The Supreme Court proclaimed this term that the Lemon test had been abandoned. Is this what is in story for Chevron?
In Kennedy v. Bremerton School District, the Supreme Court swept aside the fifty-year-old Lemon test (from Lemon v. Kurtzman) for evaluating Establishment Clause claims under the First Amendment on the grounds that the Court has "long ago abandoned Lemon and its endorsement test offshoot." Though never formally overruled, the Court has now recognized Lemon's abnegation. Could this also be what is in store for Chevron?
Several justices have made no secret of their distaste for the Chevron doctrine, and the Court has not deferred to an agency interpretation of a statute under Chevron in several years, but (unlike with Lemon) it has not been evaluating claims under some other analysis.
Like Chevron, the Lemon test had not been relied upon by the Supreme Court to decide a case in years, and it had been thoroughly criticized in prior opinions (such as American Legion v. American Humanist Association), and some lower court judges had taken notice. Yet unlike Chevron, the Lemon test had never really become a fixture of the relevant Supreme Court jurisprudence. Lower courts cited and applied Lemon, but the Supreme Court rarely ever did, citing it favorably in no more than a handful of cases since it was decided in 1971.

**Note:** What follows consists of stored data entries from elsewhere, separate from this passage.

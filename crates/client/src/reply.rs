//! Reading command replies

use logwire_protocol::{Frame, FrameReader};
use tokio::io::AsyncRead;

use crate::error::{ClientError, Result};

/// Read one reply and require it to be `+OK`
pub(crate) async fn expect_ok<R>(reader: &mut FrameReader<R>, command: &'static str) -> Result<()>
where
    R: AsyncRead + Unpin,
{
    match reader.read_frame().await? {
        Some(frame) if frame.is_ok() => Ok(()),
        Some(Frame::Error(msg)) => Err(ClientError::rejected(command, msg)),
        Some(other) => Err(ClientError::rejected(command, format!("{other:?}"))),
        None => Err(ClientError::ConnectionClosed),
    }
}
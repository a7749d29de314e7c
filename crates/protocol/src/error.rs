//! Protocol error types
//!
//! Errors that can occur when decoding frames or validating topics.

use std::io;

use thiserror::Error;

/// Errors that can occur during protocol operations
#[derive(Debug, Error)]
pub enum ProtocolError {
    /// I/O error on the underlying stream
    #[error("I/O error: {0}")]
    Io(#[from] io::Error),

    /// Unknown RESP type byte
    #[error("invalid frame type byte: 0x{0:02x}")]
    InvalidFrameType(u8),

    /// Length or integer field is not a valid decimal integer
    #[error("invalid integer in frame: {0:?}")]
    InvalidInteger(String),

    /// Bulk string not followed by CRLF
    #[error("bulk string missing trailing CRLF")]
    MissingTerminator,

    /// Declared length exceeds the configured maximum
    #[error("frame size {size} exceeds maximum {max}")]
    FrameTooLarge { size: usize, max: usize },

    /// Header line exceeds the maximum line length without a terminator
    #[error("line exceeds maximum length {max}")]
    LineTooLong { max: usize },

    /// Arrays nested deeper than the maximum depth
    #[error("array nesting exceeds maximum depth {max}")]
    NestingTooDeep { max: usize },

    /// Stream ended in the middle of a frame
    #[error("connection closed mid-frame")]
    UnexpectedEof,

    /// Topic field contains a separator or line break
    #[error("{field} may not contain ':' or newline")]
    ForbiddenCharacter { field: &'static str },

    /// Frame has the wrong shape for what the caller expected
    #[error("unexpected frame: {0}")]
    UnexpectedFrame(String),
}

impl ProtocolError {
    /// Create an unexpected frame error
    #[inline]
    pub fn unexpected(msg: impl Into<String>) -> Self {
        Self::UnexpectedFrame(msg.into())
    }

    /// Create a frame too large error
    #[inline]
    pub fn too_large(size: usize, max: usize) -> Self {
        Self::FrameTooLarge { size, max }
    }
}
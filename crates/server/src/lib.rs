//! logwire server - the RESP log collector
//!
//! Clients connect over TCP and speak a small command set:
//!
//! | Command | Effect |
//! |---|---|
//! | `AUTH <user> <pass>` | select the user namespace |
//! | `APP <app> <proc> <host>` | bind the publishing topic |
//! | `PUB <nanos> <line>` | publish a line under the bound topic |
//! | `SUB <app> <proc> <host>` | stream lines whose topic matches the globs |
//! | `QUIT` | end the connection |
//!
//! Published lines fan out through the namespace's broker to every matching
//! subscription, and optionally to an external [`Substrate`].

mod command;
mod connection;
mod error;
mod metrics;
mod server;
mod substrate;

pub use command::{Command, CommandError};
pub use connection::{
    Connection, ConnectionContext, ConnectionState, FORBIDDEN_ARGUMENT, NO_APP_BOUND,
};
pub use error::{Result, ServerError};
pub use metrics::{ServerMetrics, ServerMetricsSnapshot};
pub use server::{CollectorConfig, CollectorServer};
pub use substrate::{Substrate, SubstrateError};
//! logwire broker - in-memory publish/subscribe fan-out
//!
//! A `Broker` keeps the set of live subscriptions for one user namespace and
//! delivers every published record to each subscription whose matcher
//! accepts the record's topic. A `BrokerRegistry` maps usernames to brokers,
//! creating them on first use.
//!
//! # Architecture
//!
//! ```text
//! PUB ──→ BrokerRegistry.get_or_create(user)
//!              │
//!              ▼
//!           Broker.notify(record, topic)   (shared lock)
//!              │
//!         ┌────┴────┐
//!         ▼         ▼
//!     matcher?   matcher?
//!         │         │
//!         ▼         ▼
//!      queue      queue      (bounded, awaits when full)
//!         │         │
//!         ▼         ▼
//!   Subscription  Subscription
//! ```
//!
//! Delivery never drops: a full queue makes `notify` wait, which pushes
//! backpressure onto the publisher. Unsubscribing closes the queue first so
//! a waiting `notify` is released before the registration is removed.

mod broker;
mod error;
mod registry;

pub use broker::{Broker, BrokerStats, DEFAULT_QUEUE_CAPACITY, Subscription};
pub use error::{BrokerError, Result};
pub use registry::BrokerRegistry;
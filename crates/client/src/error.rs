//! Error types for the logwire clients
//!
//! Covers shipper configuration, buffering, and the network failures seen by
//! both the shipper and the tail client.

use std::io;

use logwire_protocol::ProtocolError;
use thiserror::Error;

/// Result type for client operations
pub type Result<T> = std::result::Result<T, ClientError>;

/// Errors that can occur in the shipper or the tail client
#[derive(Debug, Error)]
pub enum ClientError {
    // =========================================================================
    // Shipper buffering
    // =========================================================================
    /// Outgoing buffer is full; the record was dropped
    #[error("logwire buffer full")]
    BufferFull,

    /// The background shipper task has stopped
    #[error("shipper task has stopped")]
    Closed,

    // =========================================================================
    // Configuration
    // =========================================================================
    /// Connection URL could not be parsed
    #[error("invalid logwire URL: {0}")]
    InvalidUrl(String),

    /// Configuration value is missing or malformed
    #[error("invalid configuration: {0}")]
    InvalidConfig(String),

    // =========================================================================
    // Network
    // =========================================================================
    /// Could not reach the collector
    #[error("connection failed to {address}: {source}")]
    ConnectionFailed {
        address: String,
        #[source]
        source: io::Error,
    },

    /// No live connection to the collector
    #[error("no connection to collector")]
    NoConnection,

    /// Operation did not finish in time
    #[error("operation timed out")]
    Timeout,

    /// Collector answered a command with an error or an unexpected reply
    #[error("{command} rejected: {reply}")]
    Rejected {
        command: &'static str,
        reply: String,
    },

    /// Collector closed the connection
    #[error("connection closed by collector")]
    ConnectionClosed,

    /// I/O error
    #[error("I/O error: {0}")]
    Io(#[from] io::Error),

    /// Wire decoding error
    #[error("protocol error: {0}")]
    Protocol(#[from] ProtocolError),
}

impl ClientError {
    pub(crate) fn rejected(command: &'static str, reply: impl Into<String>) -> Self {
        Self::Rejected {
            command,
            reply: reply.into(),
        }
    }
}
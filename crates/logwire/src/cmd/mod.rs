//! Command implementations for the logwire CLI

pub mod agent;
pub mod serve;
pub mod tail;

use tokio::signal;

/// Wait for SIGINT or SIGTERM
pub async fn wait_for_shutdown() {
    let ctrl_c = async {
        if let Err(e) = signal::ctrl_c().await {
            tracing::error!(error = %e, "failed to install Ctrl+C handler");
            std::future::pending::<()>().await;
        }
    };

    #[cfg(unix)]
    let terminate = async {
        match signal::unix::signal(signal::unix::SignalKind::terminate()) {
            Ok(mut sig) => {
                sig.recv().await;
            }
            Err(e) => {
                tracing::error!(error = %e, "failed to install SIGTERM handler");
                std::future::pending::<()>().await;
            }
        }
    };

    #[cfg(not(unix))]
    let terminate = std::future::pending::<()>();

    tokio::select! {
        _ = ctrl_c => {},
        _ = terminate => {},
    }
}
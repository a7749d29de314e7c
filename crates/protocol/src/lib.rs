//! logwire protocol - core types shared by the collector and its clients
//!
//! This crate provides the foundational types that flow through logwire:
//! - `Topic` - (app, proc, host) triple identifying a log source
//! - `TopicMatcher` - per-field regex patterns deciding topic interest
//! - `LogRecord` / `Message` - a timestamped log line and its delivery unit
//! - `Frame` - RESP values exchanged on the wire
//! - `FrameReader` / `FrameWriter` - async framing over any byte stream
//!
//! # Wire Format
//!
//! Commands travel as RESP arrays of bulk strings:
//!
//! ```text
//! *3\r\n$3\r\nPUB\r\n$4\r\n1000\r\n$5\r\nhello\r\n
//! ```
//!
//! Subscription deliveries are 5-element arrays:
//! `[integer nanos, simple app, simple proc, simple host, bulk line]`.

mod error;
mod frame;
mod record;
mod stream;
mod topic;

pub use error::ProtocolError;
pub use frame::Frame;
pub use record::{LogRecord, Message, now_nanos};
pub use stream::{FrameReader, FrameWriter};
pub use topic::{Topic, TopicMatcher, glob_to_regex};

// Re-export bytes for convenience
pub use bytes::{Bytes, BytesMut};

/// Result type for protocol operations
pub type Result<T> = std::result::Result<T, ProtocolError>;

/// Default collector TCP port
pub const DEFAULT_PORT: u16 = 7701;

/// Maximum bulk string length (16MB)
pub const MAX_BULK_LEN: usize = 16 * 1024 * 1024;

/// Maximum number of elements in a single array frame
pub const MAX_ARRAY_LEN: usize = 1024;

/// Maximum length of a single `\r\n` terminated header line
pub const MAX_LINE_LEN: usize = 64 * 1024;

/// Maximum array nesting depth; commands and deliveries are a single level
pub const MAX_DEPTH: usize = 8;

/// Characters that may not appear in topic fields (key separator and line breaks)
pub const FORBIDDEN_TOPIC_CHARS: &[char] = &[':', '\n', '\r'];

#[cfg(test)]
mod record_test;
#[cfg(test)]
mod topic_test;
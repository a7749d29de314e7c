//! Logging configuration
//!
//! Controls what the collector and agent log about themselves. The
//! `--log-level` flag overrides `level`.

use serde::Deserialize;

/// Log level
#[derive(Debug, Clone, Copy, Default, Deserialize, PartialEq, Eq)]
#[serde(rename_all = "lowercase")]
pub enum LogLevel {
    Trace,
    Debug,
    #[default]
    Info,
    Warn,
    Error,
}

impl LogLevel {
    /// Directive for a tracing `EnvFilter`
    pub fn as_str(&self) -> &'static str {
        match self {
            Self::Trace => "trace",
            Self::Debug => "debug",
            Self::Info => "info",
            Self::Warn => "warn",
            Self::Error => "error",
        }
    }
}

/// Log output format
#[derive(Debug, Clone, Copy, Default, Deserialize, PartialEq, Eq)]
#[serde(rename_all = "lowercase")]
pub enum LogFormat {
    /// Human-readable lines (default)
    #[default]
    Console,
    /// One JSON object per event
    Json,
}

/// Log output destination
///
/// Defaults to stderr so the agent's tee to stdout stays clean.
#[derive(Debug, Clone, Default, Deserialize, PartialEq, Eq)]
#[serde(rename_all = "lowercase")]
pub enum LogOutput {
    Stdout,
    #[default]
    Stderr,
    /// Append to a file
    #[serde(untagged)]
    File(String),
}

/// `[log]` section
///
/// ```toml
/// [log]
/// level = "info"
/// format = "console"
/// output = "stderr"
/// ```
#[derive(Debug, Clone, Default, Deserialize)]
#[serde(default)]
pub struct LogConfig {
    pub level: LogLevel,
    pub format: LogFormat,
    pub output: LogOutput,
}
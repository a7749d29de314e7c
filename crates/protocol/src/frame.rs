//! RESP frames
//!
//! The collector speaks RESP2. Clients send commands as arrays of bulk
//! strings; the collector answers with simple strings, errors, integers,
//! bulk strings or arrays.
//!
//! # Wire Format
//!
//! ```text
//! +OK\r\n                      simple string
//! -ERR message\r\n             error
//! :1000\r\n                    integer
//! $5\r\nhello\r\n              bulk string ($-1 is null)
//! *2\r\n$3\r\nSUB\r\n...       array (*-1 is null)
//! ```
//!
//! Decoding is incremental: `Frame::parse` returns `Ok(None)` until a full
//! frame is buffered, so callers can keep reading into the same buffer.

use bytes::{BufMut, Bytes, BytesMut};

use crate::{MAX_ARRAY_LEN, MAX_BULK_LEN, MAX_DEPTH, MAX_LINE_LEN, ProtocolError, Result};

const CRLF: &[u8] = b"\r\n";

/// A single RESP value
#[derive(Debug, Clone, PartialEq, Eq)]
pub enum Frame {
    Simple(String),
    Error(String),
    Integer(i64),
    Bulk(Bytes),
    Null,
    Array(Vec<Frame>),
}

impl Frame {
    /// `+OK`
    pub fn ok() -> Self {
        Frame::Simple("OK".into())
    }

    /// Error reply
    pub fn error(msg: impl Into<String>) -> Self {
        Frame::Error(msg.into())
    }

    /// Bulk string reply
    pub fn bulk(data: impl Into<Bytes>) -> Self {
        Frame::Bulk(data.into())
    }

    /// Build a command array from its parts, each sent as a bulk string
    pub fn command<I, T>(parts: I) -> Self
    where
        I: IntoIterator<Item = T>,
        T: Into<Bytes>,
    {
        Frame::Array(parts.into_iter().map(|p| Frame::Bulk(p.into())).collect())
    }

    /// Text content of a simple or bulk string
    ///
    /// Returns None for other frame types and for non-UTF-8 bulk strings.
    pub fn as_text(&self) -> Option<&str> {
        match self {
            Frame::Simple(s) => Some(s),
            Frame::Bulk(b) => std::str::from_utf8(b).ok(),
            _ => None,
        }
    }

    /// Integer value, accepting integers sent as text
    pub fn as_integer(&self) -> Option<i64> {
        match self {
            Frame::Integer(n) => Some(*n),
            other => other.as_text()?.parse().ok(),
        }
    }

    /// True for `+OK`
    pub fn is_ok(&self) -> bool {
        matches!(self, Frame::Simple(s) if s == "OK")
    }

    /// Encode this frame into a buffer
    pub fn encode(&self, buf: &mut BytesMut) {
        match self {
            Frame::Simple(s) => {
                buf.put_u8(b'+');
                put_line_safe(s, buf);
            }
            Frame::Error(s) => {
                buf.put_u8(b'-');
                put_line_safe(s, buf);
            }
            Frame::Integer(n) => {
                buf.put_u8(b':');
                buf.put_slice(n.to_string().as_bytes());
                buf.put_slice(CRLF);
            }
            Frame::Bulk(data) => {
                buf.put_u8(b'$');
                buf.put_slice(data.len().to_string().as_bytes());
                buf.put_slice(CRLF);
                buf.put_slice(data);
                buf.put_slice(CRLF);
            }
            Frame::Null => buf.put_slice(b"$-1\r\n"),
            Frame::Array(items) => {
                buf.put_u8(b'*');
                buf.put_slice(items.len().to_string().as_bytes());
                buf.put_slice(CRLF);
                for item in items {
                    item.encode(buf);
                }
            }
        }
    }

    /// Encode to a standalone buffer
    pub fn to_bytes(&self) -> Bytes {
        let mut buf = BytesMut::with_capacity(64);
        self.encode(&mut buf);
        buf.freeze()
    }

    /// Try to decode one frame from the front of `buf`
    ///
    /// Returns:
    /// - Ok(Some((frame, consumed))) if a complete frame is buffered
    /// - Ok(None) if more data is needed
    /// - Err if the bytes are not valid RESP
    ///
    /// The buffer is not modified; the caller advances past `consumed`.
    pub fn parse(buf: &[u8]) -> Result<Option<(Frame, usize)>> {
        parse_at(buf, 0, 0)
    }
}

/// Simple strings and errors are line-delimited; line breaks inside would
/// desynchronize the peer, so they are flattened to spaces.
fn put_line_safe(s: &str, buf: &mut BytesMut) {
    if s.contains(['\r', '\n']) {
        buf.put_slice(s.replace(['\r', '\n'], " ").as_bytes());
    } else {
        buf.put_slice(s.as_bytes());
    }
    buf.put_slice(CRLF);
}

fn parse_at(buf: &[u8], pos: usize, depth: usize) -> Result<Option<(Frame, usize)>> {
    let Some(&type_byte) = buf.get(pos) else {
        return Ok(None);
    };
    let Some((line, after_line)) = read_line(buf, pos + 1)? else {
        return Ok(None);
    };

    match type_byte {
        b'+' => Ok(Some((Frame::Simple(line_to_string(line)), after_line))),
        b'-' => Ok(Some((Frame::Error(line_to_string(line)), after_line))),
        b':' => Ok(Some((Frame::Integer(parse_int(line)?), after_line))),
        b'$' => {
            let len = parse_int(line)?;
            if len < 0 {
                return Ok(Some((Frame::Null, after_line)));
            }
            let len = len as usize;
            if len > MAX_BULK_LEN {
                return Err(ProtocolError::too_large(len, MAX_BULK_LEN));
            }
            let end = after_line + len;
            if buf.len() < end + CRLF.len() {
                return Ok(None);
            }
            if &buf[end..end + CRLF.len()] != CRLF {
                return Err(ProtocolError::MissingTerminator);
            }
            let data = Bytes::copy_from_slice(&buf[after_line..end]);
            Ok(Some((Frame::Bulk(data), end + CRLF.len())))
        }
        b'*' => {
            let count = parse_int(line)?;
            if count < 0 {
                return Ok(Some((Frame::Null, after_line)));
            }
            if depth >= MAX_DEPTH {
                return Err(ProtocolError::NestingTooDeep { max: MAX_DEPTH });
            }
            let count = count as usize;
            if count > MAX_ARRAY_LEN {
                return Err(ProtocolError::too_large(count, MAX_ARRAY_LEN));
            }
            let mut items = Vec::with_capacity(count);
            let mut cursor = after_line;
            for _ in 0..count {
                match parse_at(buf, cursor, depth + 1)? {
                    Some((item, next)) => {
                        items.push(item);
                        cursor = next;
                    }
                    None => return Ok(None),
                }
            }
            Ok(Some((Frame::Array(items), cursor)))
        }
        other => Err(ProtocolError::InvalidFrameType(other)),
    }
}

/// Find the CRLF-terminated line starting at `start`
///
/// Returns the line contents and the position after the terminator.
fn read_line(buf: &[u8], start: usize) -> Result<Option<(&[u8], usize)>> {
    let rest = buf.get(start..).unwrap_or_default();
    match rest.windows(2).position(|w| w == CRLF) {
        Some(idx) => Ok(Some((&rest[..idx], start + idx + CRLF.len()))),
        None if rest.len() > MAX_LINE_LEN => Err(ProtocolError::LineTooLong { max: MAX_LINE_LEN }),
        None => Ok(None),
    }
}

fn parse_int(line: &[u8]) -> Result<i64> {
    std::str::from_utf8(line)
        .ok()
        .and_then(|s| s.parse::<i64>().ok())
        .ok_or_else(|| ProtocolError::InvalidInteger(String::from_utf8_lossy(line).into_owned()))
}

fn line_to_string(line: &[u8]) -> String {
    String::from_utf8_lossy(line).into_owned()
}
//! logwire - real-time log streaming
//!
//! # Usage
//!
//! ```bash
//! # Run the collector
//! logwire serve
//! logwire --config logwire.toml serve
//!
//! # Watch lines from every api process of the web app
//! logwire tail --app web --proc api
//!
//! # Ship a command's output
//! logwire agent --app web --proc api --command "./server"
//! ```

mod cmd;

use std::fs::OpenOptions;
use std::path::{Path, PathBuf};
use std::sync::Mutex;

use anyhow::{Context, Result};
use clap::{Parser, Subcommand};
use logwire_config::{Config, LogConfig, LogFormat, LogOutput};
use tracing_subscriber::fmt::writer::BoxMakeWriter;
use tracing_subscriber::{EnvFilter, Layer, Registry, fmt, prelude::*};

/// logwire - real-time log streaming
#[derive(Parser, Debug)]
#[command(name = "logwire")]
#[command(version, about, long_about = None)]
struct Cli {
    #[command(subcommand)]
    command: Command,

    /// Path to configuration file (error if specified but not found)
    #[arg(short, long, global = true)]
    config: Option<PathBuf>,

    /// Log level (trace, debug, info, warn, error). Overrides config file.
    #[arg(short, long, global = true)]
    log_level: Option<String>,
}

#[derive(Subcommand, Debug)]
enum Command {
    /// Run the collector
    Serve(cmd::serve::ServeArgs),

    /// Stream matching lines from a running collector
    Tail(cmd::tail::TailArgs),

    /// Ship stdin, a file, or a command's output to a collector
    Agent(cmd::agent::AgentArgs),
}

#[tokio::main]
async fn main() -> Result<()> {
    let cli = Cli::parse();

    let config = load_config(cli.config.as_deref())?;
    let level = cli
        .log_level
        .unwrap_or_else(|| config.log.level.as_str().to_string());
    init_logging(&level, &config.log)?;

    match cli.command {
        Command::Serve(args) => cmd::serve::run(args, config).await,
        Command::Tail(args) => cmd::tail::run(args).await,
        Command::Agent(args) => cmd::agent::run(args, config.agent).await,
    }
}

/// Load the config file if one was given, defaults otherwise
fn load_config(path: Option<&Path>) -> Result<Config> {
    let Some(path) = path else {
        return Ok(Config::default());
    };

    if !path.exists() {
        anyhow::bail!("config file not found: {}", path.display());
    }
    Config::from_file(path).context("failed to load configuration")
}

/// Initialize the tracing subscriber for logging
fn init_logging(level: &str, log: &LogConfig) -> Result<()> {
    let filter = EnvFilter::try_new(level)
        .or_else(|_| EnvFilter::try_new("info"))
        .map_err(|e| anyhow::anyhow!("invalid log level: {e}"))?;

    let (writer, ansi) = match &log.output {
        LogOutput::Stdout => (
            BoxMakeWriter::new(std::io::stdout),
            atty::is(atty::Stream::Stdout),
        ),
        LogOutput::Stderr => (
            BoxMakeWriter::new(std::io::stderr),
            atty::is(atty::Stream::Stderr),
        ),
        LogOutput::File(path) => {
            let file = OpenOptions::new()
                .create(true)
                .append(true)
                .open(path)
                .with_context(|| format!("failed to open log file {path}"))?;
            (BoxMakeWriter::new(Mutex::new(file)), false)
        }
    };

    let layer: Box<dyn Layer<Registry> + Send + Sync> = match log.format {
        LogFormat::Console => fmt::layer()
            .with_target(true)
            .with_ansi(ansi)
            .with_writer(writer)
            .boxed(),
        LogFormat::Json => fmt::layer().json().with_writer(writer).boxed(),
    };

    tracing_subscriber::registry()
        .with(layer)
        .with(filter)
        .init();

    Ok(())
}
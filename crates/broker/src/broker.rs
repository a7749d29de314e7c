//! Topic fan-out broker
//!
//! Each subscription owns the receiving half of a bounded queue; the broker
//! keeps the sending half together with the subscription's matcher. The
//! registration list sits behind an async shared/exclusive lock:
//!
//! - `notify` takes the shared lock for the whole fan-out pass
//! - `subscribe` and `unsubscribe` take the exclusive lock
//!
//! `notify` awaits on a full queue while holding the shared lock, so a
//! writer waiting for the exclusive lock cannot make progress until the
//! stalled queue frees up. `unsubscribe` therefore closes its queue before
//! asking for the lock, which fails any send blocked on that queue.

use std::sync::atomic::{AtomicU64, Ordering};

use tokio::sync::{RwLock, mpsc};

use logwire_protocol::{LogRecord, Message, Topic, TopicMatcher};

use crate::error::{BrokerError, Result};

/// Default per-subscription queue depth
pub const DEFAULT_QUEUE_CAPACITY: usize = 64;

/// Counter for generating unique broker IDs
static BROKER_ID_COUNTER: AtomicU64 = AtomicU64::new(1);

/// Broker-side half of a subscription
#[derive(Debug)]
struct Registration {
    id: u64,
    matcher: TopicMatcher,
    sender: mpsc::Sender<Message>,
}

/// A live subscription to a broker
///
/// Drained only by the task that owns it. End it with
/// [`Broker::unsubscribe`]; dropping it without unsubscribing leaves a
/// registration that `notify` skips as closed.
#[derive(Debug)]
pub struct Subscription {
    id: u64,
    broker_id: u64,
    receiver: mpsc::Receiver<Message>,
}

impl Subscription {
    #[inline]
    pub fn id(&self) -> u64 {
        self.id
    }

    /// Wait for the next delivered message
    ///
    /// Returns None once the subscription has been unsubscribed.
    pub async fn recv(&mut self) -> Option<Message> {
        self.receiver.recv().await
    }

    /// Take a buffered message without waiting
    pub fn try_recv(&mut self) -> Option<Message> {
        self.receiver.try_recv().ok()
    }
}

/// Broker counters
#[derive(Debug, Default)]
struct BrokerMetrics {
    notified: AtomicU64,
    delivered: AtomicU64,
    skipped_closed: AtomicU64,
    subscribed: AtomicU64,
    unsubscribed: AtomicU64,
}

/// Snapshot of broker counters
#[derive(Debug, Clone, Copy, Default, PartialEq, Eq)]
pub struct BrokerStats {
    /// Records passed to `notify`
    pub notified: u64,
    /// Messages enqueued across all subscriptions
    pub delivered: u64,
    /// Deliveries skipped because the subscription queue was closed
    pub skipped_closed: u64,
    pub subscribed: u64,
    pub unsubscribed: u64,
    /// Registrations at the time of the snapshot
    pub subscribers: usize,
}

/// In-memory publish/subscribe fan-out for one user namespace
#[derive(Debug)]
pub struct Broker {
    id: u64,
    queue_capacity: usize,
    next_subscription_id: AtomicU64,
    registrations: RwLock<Vec<Registration>>,
    metrics: BrokerMetrics,
}

impl Broker {
    /// Create a broker with the default queue capacity
    pub fn new() -> Self {
        Self::with_queue_capacity(DEFAULT_QUEUE_CAPACITY)
    }

    /// Create a broker whose subscription queues hold `capacity` messages
    ///
    /// A capacity of 0 is raised to 1.
    pub fn with_queue_capacity(capacity: usize) -> Self {
        Self {
            id: BROKER_ID_COUNTER.fetch_add(1, Ordering::Relaxed),
            queue_capacity: capacity.max(1),
            next_subscription_id: AtomicU64::new(1),
            registrations: RwLock::new(Vec::new()),
            metrics: BrokerMetrics::default(),
        }
    }

    #[inline]
    pub fn queue_capacity(&self) -> usize {
        self.queue_capacity
    }

    /// Register a new subscription
    pub async fn subscribe(&self, matcher: TopicMatcher) -> Subscription {
        let (sender, receiver) = mpsc::channel(self.queue_capacity);
        let id = self.next_subscription_id.fetch_add(1, Ordering::Relaxed);

        tracing::debug!(
            subscription_id = id,
            app = matcher.app_pattern(),
            proc = matcher.proc_pattern(),
            host = matcher.host_pattern(),
            "subscribing"
        );

        self.registrations.write().await.push(Registration {
            id,
            matcher,
            sender,
        });
        self.metrics.subscribed.fetch_add(1, Ordering::Relaxed);

        Subscription {
            id,
            broker_id: self.id,
            receiver,
        }
    }

    /// Remove a subscription
    ///
    /// Closes the queue, discards anything still buffered, then removes the
    /// registration. After this, `recv` on the subscription yields None.
    ///
    /// # Errors
    ///
    /// Returns `SubscriptionNotFound` if the subscription was already
    /// removed or belongs to a different broker.
    pub async fn unsubscribe(&self, subscription: &mut Subscription) -> Result<()> {
        if subscription.broker_id != self.id {
            return Err(BrokerError::SubscriptionNotFound {
                id: subscription.id,
            });
        }

        subscription.receiver.close();
        while subscription.receiver.try_recv().is_ok() {}

        let mut registrations = self.registrations.write().await;
        let Some(pos) = registrations.iter().position(|r| r.id == subscription.id) else {
            return Err(BrokerError::SubscriptionNotFound {
                id: subscription.id,
            });
        };
        registrations.swap_remove(pos);
        drop(registrations);

        self.metrics.unsubscribed.fetch_add(1, Ordering::Relaxed);
        tracing::debug!(subscription_id = subscription.id, "unsubscribed");
        Ok(())
    }

    /// Deliver a record to every subscription whose matcher accepts `topic`
    ///
    /// Waits on full queues. Returns the number of subscriptions the message
    /// was enqueued on.
    pub async fn notify(&self, record: &LogRecord, topic: &Topic) -> usize {
        self.metrics.notified.fetch_add(1, Ordering::Relaxed);

        let registrations = self.registrations.read().await;
        let mut delivered = 0;

        for registration in registrations.iter() {
            if !registration.matcher.matches(topic) {
                continue;
            }

            let message = Message::new(topic.clone(), record.clone());
            match registration.sender.send(message).await {
                Ok(()) => delivered += 1,
                Err(_) => {
                    self.metrics.skipped_closed.fetch_add(1, Ordering::Relaxed);
                    tracing::trace!(
                        subscription_id = registration.id,
                        "skipping closed subscription"
                    );
                }
            }
        }

        self.metrics
            .delivered
            .fetch_add(delivered as u64, Ordering::Relaxed);
        delivered
    }

    /// Number of registered subscriptions
    pub async fn subscriber_count(&self) -> usize {
        self.registrations.read().await.len()
    }

    /// Snapshot the broker counters
    pub async fn stats(&self) -> BrokerStats {
        BrokerStats {
            notified: self.metrics.notified.load(Ordering::Relaxed),
            delivered: self.metrics.delivered.load(Ordering::Relaxed),
            skipped_closed: self.metrics.skipped_closed.load(Ordering::Relaxed),
            subscribed: self.metrics.subscribed.load(Ordering::Relaxed),
            unsubscribed: self.metrics.unsubscribed.load(Ordering::Relaxed),
            subscribers: self.subscriber_count().await,
        }
    }
}

impl Default for Broker {
    fn default() -> Self {
        Self::new()
    }
}

#[cfg(test)]
#[path = "broker_test.rs"]
mod tests;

Chevron, on the other hand, is one of the most cited and relied upon Supreme Court decisions on any subject. Further, even when not relied upon, courts can be said to following Chevron's strictures, particularly its admonition that if the statute answers the question at hand--a question to be answered by applying the traditional tools of statutory interpretation--the statute controls and no deference to the agency is due. In addition, as the Supreme Court has made clear repeatedly, not just any ambiguity will do. Rather, the ambiguity must concern a matter delegated to the agency to resolve.
The Supreme Court does not seem to be abandoning Chevron, so much as narrowing the range of cases in which Chevron deference is appropriate. It has been doing this, first and foremost, by applying Chevron's first step with more rigor, thereby disposing of more cases at step one. It is has also refused to confer Chevron deference when the federal government did not ask for it, and reaffirmed that Chevron deference does not apply when the question concerns a "major question" (as in King v. Burwell) or another matter beyond the agency's reach (such as the scope of judicial review, as in Smith v. Berryhill).
Thus the Court has not been "abandoning" Chevron so much as it has been shoring up the boundaries of Chevron's domain. The message to lower courts is not to question whether Chevron should apply, but rather to do the hard work of interpreting statutes and ensuring agencies do not receive Chevron deference on questions beyond the scope of their delegated authority and expertise.
None of this means the Court will not eventually overturn Chevron (though I have my doubts), but I do think it suggests Chevron will not simply go the way of Lemon.